We have an item database with about 50.000 records, limited to 200 records (we need 200, this cannot be lowered for better performance) a lot of records contain an image with the varbinary database storage method. I am unfortunately not able to test if the images are the cause of the performance lag, but i am quite sure, because within seconds there are 100's of mb's used when viewing the item table (other larger tables with just text cause no problems). The problem only occurs on the windows client not on universal, and the problem is exaggerated on wifi or vpn because of the mb's that are transferred to the clients. I have tried to hide the image column (the one for viewing) but the performance dip stayed. Almost as if it is slowed by the existence of the image blob varbinary column. Is the system perhaps trying to show the full images instead of smaller thumbnails? is there a way to limit the mb usage while viewing the grid?
Hi Guido,
Uncompressed images can indeed cause some significant performance downgrade, especially when there are many. Pages per 200 records is a good way of making it less impactful, it's still X amount of MB per row.
It may be very useful to store the uncompressed images separate from the items, for example in a item_media table; so they are not lost, but placed separately.
With the use of the HTTP connector, you could connect with an API online or a webservice that can compress these images for you, then store those compressed images with your items. This should keep the performance reasonable, and will still show a still detailed enough image of the item. Would that be an alternative to look into?
Hopefully other Community members can also elaborate their own solutions to similar challenges
I would say vote for this idea:
Hiding fields doesn't mean they are not loaded anymore.. that's why it doesn't impact your performance because the image field in your case is still being fetched.
The other point is that if you upload a large image it will fetch the large image. While you should basically upload it optimized for your viewing experience. This is not supported by the SF, like for example in Wordpress you can upload an image and it will already optimize it for you or where you have the option to choose the dimensions for saving.

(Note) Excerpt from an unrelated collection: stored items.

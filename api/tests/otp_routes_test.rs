//! HTTP tests for the OTP routes
//!
//! The app is wired with the in-memory repositories, a fixed clock and a
//! static code generator, so every response is deterministic.

use actix_web::{http::StatusCode, test, web};
use async_trait::async_trait;
use chrono::{Duration, TimeZone, Utc};
use serde_json::{json, Value};
use std::sync::Arc;
use tracing::Span;

use otp_api::{create_app, AppState};
use otp_core::domain::entities::{OtpRecord, UserKey};
use otp_core::errors::DomainResult;
use otp_core::repositories::{MockIdentityRepository, MockOtpLedgerRepository, OtpLedgerRepository};
use otp_core::services::{FixedClock, OtpService, OtpServiceConfig, StaticOtpGenerator};
use otp_shared::config::ServerConfig;

const USER_ID: &str = "3f0c1b8e-8a57-4a53-9d43-0c3f7e1d2a6b";
const CODE: &str = "04817";

type TestState = AppState<MockIdentityRepository, MockOtpLedgerRepository, StaticOtpGenerator>;

struct Fixture {
    clock: Arc<FixedClock>,
    identities: Arc<MockIdentityRepository>,
    ledger: Arc<MockOtpLedgerRepository>,
    state: web::Data<TestState>,
}

async fn fixture_with(generator: StaticOtpGenerator) -> Fixture {
    let clock = Arc::new(FixedClock::new(Utc.with_ymd_and_hms(2024, 3, 1, 12, 0, 0).unwrap()));
    let identities = Arc::new(MockIdentityRepository::new());
    identities.insert(USER_ID, UserKey::new(1)).await;
    let ledger = Arc::new(MockOtpLedgerRepository::new(clock.clone()));

    let service = OtpService::new(
        identities.clone(),
        ledger.clone(),
        Arc::new(generator),
        OtpServiceConfig::default(),
        Span::none(),
    );
    let state = web::Data::new(AppState::new(Arc::new(service), &ServerConfig::default()));

    Fixture {
        clock,
        identities,
        ledger,
        state,
    }
}

async fn fixture() -> Fixture {
    fixture_with(StaticOtpGenerator::new(CODE)).await
}

fn request_body() -> Value {
    json!({ "user_id": USER_ID })
}

fn validate_body(otp: &str) -> Value {
    json!({ "user_id": USER_ID, "otp": otp, "request_id": "client-req-1" })
}

#[actix_rt::test]
async fn test_ping_and_health() {
    let fixture = fixture().await;
    let app = test::init_service(create_app(fixture.state.clone())).await;

    let resp = test::call_service(&app, test::TestRequest::get().uri("/ping").to_request()).await;
    assert_eq!(resp.status(), StatusCode::OK);
    let body: Value = test::read_body_json(resp).await;
    assert_eq!(body, json!("pong"));

    let resp = test::call_service(&app, test::TestRequest::get().uri("/health").to_request()).await;
    assert_eq!(resp.status(), StatusCode::OK);
    let body: Value = test::read_body_json(resp).await;
    assert_eq!(body["status"], "healthy");
    assert_eq!(body["service"], "otp-ledger-api");
}

#[actix_rt::test]
async fn test_request_otp_returns_code() {
    let fixture = fixture().await;
    let app = test::init_service(create_app(fixture.state.clone())).await;

    let req = test::TestRequest::post()
        .uri("/otp/request")
        .set_json(request_body())
        .to_request();
    let resp = test::call_service(&app, req).await;

    assert_eq!(resp.status(), StatusCode::OK);
    let body: Value = test::read_body_json(resp).await;
    assert_eq!(body, json!({ "user_id": USER_ID, "otp": CODE }));
    assert_eq!(fixture.ledger.records().await.len(), 1);
}

#[actix_rt::test]
async fn test_second_request_conflicts_while_active() {
    let fixture = fixture().await;
    let app = test::init_service(create_app(fixture.state.clone())).await;

    let first = test::TestRequest::post()
        .uri("/otp/request")
        .set_json(request_body())
        .to_request();
    assert_eq!(test::call_service(&app, first).await.status(), StatusCode::OK);

    fixture.clock.advance(Duration::minutes(1));
    let second = test::TestRequest::post()
        .uri("/otp/request")
        .set_json(request_body())
        .to_request();
    let resp = test::call_service(&app, second).await;

    assert_eq!(resp.status(), StatusCode::CONFLICT);
    let body: Value = test::read_body_json(resp).await;
    assert_eq!(body["error"], "otp_already_active");
    assert_eq!(fixture.ledger.records().await.len(), 1);
}

#[actix_rt::test]
async fn test_unknown_user_is_not_found() {
    let fixture = fixture().await;
    let app = test::init_service(create_app(fixture.state.clone())).await;

    let req = test::TestRequest::post()
        .uri("/otp/request")
        .set_json(json!({ "user_id": "00000000-0000-4000-8000-000000000000" }))
        .to_request();
    let resp = test::call_service(&app, req).await;

    assert_eq!(resp.status(), StatusCode::NOT_FOUND);
    let body: Value = test::read_body_json(resp).await;
    assert_eq!(body["error"], "identity_not_found");
}

#[actix_rt::test]
async fn test_malformed_user_id_is_bad_request() {
    let fixture = fixture().await;
    let app = test::init_service(create_app(fixture.state.clone())).await;

    let req = test::TestRequest::post()
        .uri("/otp/request")
        .set_json(json!({ "user_id": "not-a-uuid" }))
        .to_request();
    let resp = test::call_service(&app, req).await;

    assert_eq!(resp.status(), StatusCode::BAD_REQUEST);
    let body: Value = test::read_body_json(resp).await;
    assert_eq!(body["error"], "bad_request");
    assert!(fixture.ledger.records().await.is_empty());
}

#[actix_rt::test]
async fn test_non_hyphenated_user_id_is_bad_request() {
    let fixture = fixture().await;
    let app = test::init_service(create_app(fixture.state.clone())).await;

    let req = test::TestRequest::post()
        .uri("/otp/request")
        .set_json(json!({ "user_id": format!("{{{}}}", USER_ID) }))
        .to_request();
    let resp = test::call_service(&app, req).await;

    assert_eq!(resp.status(), StatusCode::BAD_REQUEST);
    let body: Value = test::read_body_json(resp).await;
    assert_eq!(body["error"], "bad_request");
}

#[actix_rt::test]
async fn test_malformed_json_is_bad_request() {
    let fixture = fixture().await;
    let app = test::init_service(create_app(fixture.state.clone())).await;

    let req = test::TestRequest::post()
        .uri("/otp/request")
        .insert_header(("content-type", "application/json"))
        .set_payload("{\"user_id\":")
        .to_request();
    let resp = test::call_service(&app, req).await;

    assert_eq!(resp.status(), StatusCode::BAD_REQUEST);
    let body: Value = test::read_body_json(resp).await;
    assert_eq!(body["error"], "bad_request");
}

#[actix_rt::test]
async fn test_validate_consumes_code_once() {
    let fixture = fixture().await;
    let app = test::init_service(create_app(fixture.state.clone())).await;

    let req = test::TestRequest::post()
        .uri("/otp/request")
        .set_json(request_body())
        .to_request();
    assert_eq!(test::call_service(&app, req).await.status(), StatusCode::OK);

    let req = test::TestRequest::post()
        .uri("/otp/validate")
        .set_json(validate_body(CODE))
        .to_request();
    let resp = test::call_service(&app, req).await;
    assert_eq!(resp.status(), StatusCode::OK);
    let body: Value = test::read_body_json(resp).await;
    assert_eq!(body["user_id"], USER_ID);
    assert_eq!(body["message"], "OTP validated successfully.");

    let req = test::TestRequest::post()
        .uri("/otp/validate")
        .set_json(validate_body(CODE))
        .to_request();
    let resp = test::call_service(&app, req).await;
    assert_eq!(resp.status(), StatusCode::BAD_REQUEST);
    let body: Value = test::read_body_json(resp).await;
    assert_eq!(body["error"], "invalid_otp");
}

#[actix_rt::test]
async fn test_validate_wrong_code_is_invalid() {
    let fixture = fixture().await;
    let app = test::init_service(create_app(fixture.state.clone())).await;

    let req = test::TestRequest::post()
        .uri("/otp/request")
        .set_json(request_body())
        .to_request();
    assert_eq!(test::call_service(&app, req).await.status(), StatusCode::OK);

    let req = test::TestRequest::post()
        .uri("/otp/validate")
        .set_json(validate_body("99999"))
        .to_request();
    let resp = test::call_service(&app, req).await;

    assert_eq!(resp.status(), StatusCode::BAD_REQUEST);
    let body: Value = test::read_body_json(resp).await;
    assert_eq!(body["error"], "invalid_otp");
}

#[actix_rt::test]
async fn test_validate_after_expiry_is_expired() {
    let fixture = fixture().await;
    let app = test::init_service(create_app(fixture.state.clone())).await;

    let req = test::TestRequest::post()
        .uri("/otp/request")
        .set_json(request_body())
        .to_request();
    assert_eq!(test::call_service(&app, req).await.status(), StatusCode::OK);

    fixture.clock.advance(Duration::minutes(6));
    let req = test::TestRequest::post()
        .uri("/otp/validate")
        .set_json(validate_body(CODE))
        .to_request();
    let resp = test::call_service(&app, req).await;

    assert_eq!(resp.status(), StatusCode::BAD_REQUEST);
    let body: Value = test::read_body_json(resp).await;
    assert_eq!(body["error"], "otp_expired");
}

#[actix_rt::test]
async fn test_generation_failure_is_unavailable() {
    let fixture = fixture_with(StaticOtpGenerator::failing()).await;
    let app = test::init_service(create_app(fixture.state.clone())).await;

    let req = test::TestRequest::post()
        .uri("/otp/request")
        .set_json(request_body())
        .to_request();
    let resp = test::call_service(&app, req).await;

    assert_eq!(resp.status(), StatusCode::SERVICE_UNAVAILABLE);
    let body: Value = test::read_body_json(resp).await;
    assert_eq!(body["error"], "otp_generation_failed");
    assert!(fixture.ledger.records().await.is_empty());
}

#[actix_rt::test]
async fn test_store_failure_is_internal_error() {
    let fixture = fixture().await;
    fixture.ledger.set_should_fail(true);
    let app = test::init_service(create_app(fixture.state.clone())).await;

    let req = test::TestRequest::post()
        .uri("/otp/request")
        .set_json(request_body())
        .to_request();
    let resp = test::call_service(&app, req).await;

    assert_eq!(resp.status(), StatusCode::INTERNAL_SERVER_ERROR);
    let body: Value = test::read_body_json(resp).await;
    assert_eq!(body["error"], "internal_error");
}

#[actix_rt::test]
async fn test_identity_store_failure_is_internal_error() {
    let fixture = fixture().await;
    fixture.identities.set_should_fail(true);
    let app = test::init_service(create_app(fixture.state.clone())).await;

    let req = test::TestRequest::post()
        .uri("/otp/validate")
        .set_json(validate_body(CODE))
        .to_request();
    let resp = test::call_service(&app, req).await;

    assert_eq!(resp.status(), StatusCode::INTERNAL_SERVER_ERROR);
}

#[actix_rt::test]
async fn test_request_id_is_echoed() {
    let fixture = fixture().await;
    let app = test::init_service(create_app(fixture.state.clone())).await;

    let req = test::TestRequest::post()
        .uri("/otp/request")
        .insert_header(("x-request-id", "req-abc-123"))
        .set_json(request_body())
        .to_request();
    let resp = test::call_service(&app, req).await;

    assert_eq!(resp.headers().get("x-request-id").unwrap(), "req-abc-123");
    let records = fixture.ledger.records().await;
    assert_eq!(records[0].request_id, "req-abc-123");
}

#[actix_rt::test]
async fn test_request_id_is_generated_when_missing() {
    let fixture = fixture().await;
    let app = test::init_service(create_app(fixture.state.clone())).await;

    let req = test::TestRequest::post()
        .uri("/otp/request")
        .set_json(json!({ "user_id": "00000000-0000-4000-8000-000000000000" }))
        .to_request();
    let resp = test::call_service(&app, req).await;

    let header = resp
        .headers()
        .get("x-request-id")
        .and_then(|v| v.to_str().ok())
        .map(str::to_string)
        .unwrap();
    assert!(uuid::Uuid::parse_str(&header).is_ok());

    let body: Value = test::read_body_json(resp).await;
    assert_eq!(body["request_id"], header);
}

#[actix_rt::test]
async fn test_unknown_route_is_not_found() {
    let fixture = fixture().await;
    let app = test::init_service(create_app(fixture.state.clone())).await;

    let resp = test::call_service(&app, test::TestRequest::get().uri("/nope").to_request()).await;

    assert_eq!(resp.status(), StatusCode::NOT_FOUND);
    let body: Value = test::read_body_json(resp).await;
    assert_eq!(body["error"], "not_found");
}

// Ledger that outlives the request deadline before delegating
struct SlowLedger {
    inner: MockOtpLedgerRepository,
    delay: std::time::Duration,
}

#[async_trait]
impl OtpLedgerRepository for SlowLedger {
    async fn issue_or_reject(
        &self,
        user_key: UserKey,
        code: &str,
        request_id: &str,
    ) -> DomainResult<OtpRecord> {
        tokio::time::sleep(self.delay).await;
        self.inner.issue_or_reject(user_key, code, request_id).await
    }

    async fn consume(&self, user_key: UserKey, code: &str) -> DomainResult<()> {
        tokio::time::sleep(self.delay).await;
        self.inner.consume(user_key, code).await
    }
}

#[actix_rt::test]
async fn test_elapsed_deadline_is_internal_error() {
    let clock = Arc::new(FixedClock::new(Utc.with_ymd_and_hms(2024, 3, 1, 12, 0, 0).unwrap()));
    let identities = Arc::new(MockIdentityRepository::new());
    identities.insert(USER_ID, UserKey::new(1)).await;
    let ledger = Arc::new(SlowLedger {
        inner: MockOtpLedgerRepository::new(clock),
        delay: std::time::Duration::from_secs(3),
    });

    let service = OtpService::new(
        identities,
        ledger.clone(),
        Arc::new(StaticOtpGenerator::new(CODE)),
        OtpServiceConfig::default(),
        Span::none(),
    );
    let server = ServerConfig {
        request_timeout: 1,
        ..ServerConfig::default()
    };
    let state = web::Data::new(AppState::new(Arc::new(service), &server));
    let app = test::init_service(create_app(state)).await;

    let started = std::time::Instant::now();
    let req = test::TestRequest::post()
        .uri("/otp/request")
        .set_json(request_body())
        .to_request();
    let resp = test::call_service(&app, req).await;

    assert_eq!(resp.status(), StatusCode::INTERNAL_SERVER_ERROR);
    assert!(started.elapsed() < std::time::Duration::from_secs(3));
    let body: Value = test::read_body_json(resp).await;
    assert_eq!(body["error"], "internal_error");
    assert!(ledger.inner.records().await.is_empty());
}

I had the same problem and the solution was to actually normalize the images to standard sizes and lesser quality to really reduce the file size and thus improve the performance because of less MB's needed to be transferred.
Hi
Did Freddy and I help you out with this? Feel free to select the answer that helped the most as "Best answer”
We solved the problem with the images. Many images uploaded by the users are way too big and slow down the user interface. That is why we opted for a solution in SQL with an custom made assembly. There are other ways to resize the images, for example uploading to an API where the resized images are returned. We didn’t want to use such solution because you don’t know wat such party does with this data.
We created a class library in Visual Studio which resizes the images. The input is the original file data and width, the output is the reduced images data. We loaded the ouput dll into sql and made a function. With the code below, we reduce the images with a width of 200
it's not quite ready yet but it gives an idea how we solved it
declare @org_img nvarchar(max) = (select base64Image from item cross apply (select image_blob_data '*' for xml path('')) T (base64Image) where item_id = @item_id)
declare @reduced_image varbinary(max) = CAST(dbo.ClevrrResizeImage(@org_img, 200) AS xml).value('xs:base64Binary(.)', 'varbinary(max)')
update i set image_blob_data = @ reduced_image from item i where i.item_id = @item_id
disadvantage is that this doesn't work in the cloud, you can't add an assemblies here.